## Items from a dataset
──────────────────────────────
//! SQLite connection bootstrap.
//!
//! Opens file or in-memory connections with `foreign_keys=ON`, a busy
//! timeout, and the full schema applied before the connection is handed
//! out. In-memory connections back the test suites.

use rusqlite::Connection;
use std::path::Path;
use std::time::Duration;

use crate::error::AppError;

const SCHEMA: &str = "
CREATE TABLE IF NOT EXISTS users (
    id            INTEGER PRIMARY KEY,
    email         TEXT NOT NULL UNIQUE,
    username      TEXT NOT NULL UNIQUE,
    password_hash TEXT NOT NULL,
    is_active     INTEGER NOT NULL DEFAULT 1,
    created_at    INTEGER NOT NULL
);

CREATE TABLE IF NOT EXISTS calculations (
    id         INTEGER PRIMARY KEY,
    user_id    INTEGER NOT NULL REFERENCES users(id),
    a          REAL NOT NULL,
    b          REAL NOT NULL,
    op         TEXT NOT NULL,
    result     REAL NOT NULL,
    created_at INTEGER NOT NULL
);

CREATE INDEX IF NOT EXISTS idx_calculations_user ON calculations(user_id);
";

/// Opens the database file, creating its parent directory if needed, and
/// applies the schema.
pub fn open_db(path: impl AsRef<Path>) -> Result<Connection, AppError> {
    let path = path.as_ref();
    if let Some(parent) = path.parent() {
        if !parent.as_os_str().is_empty() && !parent.exists() {
            std::fs::create_dir_all(parent).map_err(|e| {
                AppError::Internal(format!(
                    "failed to create database directory {}: {}",
                    parent.display(),
                    e
                ))
            })?;
        }
    }

    let conn = Connection::open(path)?;
    bootstrap_connection(&conn)?;
    log::info!("database ready at {}", path.display());
    Ok(conn)
}

/// Opens a fresh in-memory database with the schema applied.
pub fn open_db_in_memory() -> Result<Connection, AppError> {
    let conn = Connection::open_in_memory()?;
    bootstrap_connection(&conn)?;
    Ok(conn)
}

fn bootstrap_connection(conn: &Connection) -> Result<(), AppError> {
    conn.execute_batch("PRAGMA foreign_keys = ON;")?;
    conn.busy_timeout(Duration::from_secs(5))?;
    conn.execute_batch(SCHEMA)?;
    Ok(())
}

/// Current time as epoch milliseconds, the storage format for all
/// `created_at` columns.
pub fn now_ms() -> i64 {
    chrono::Utc::now().timestamp_millis()
}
──────────────────────────────
## Exercise prompt
Only lines holding the string "display" are wanted; gather each one from the entries above.

## Finished exercise
                    parent.display(),
    log::info!("database ready at {}", path.display());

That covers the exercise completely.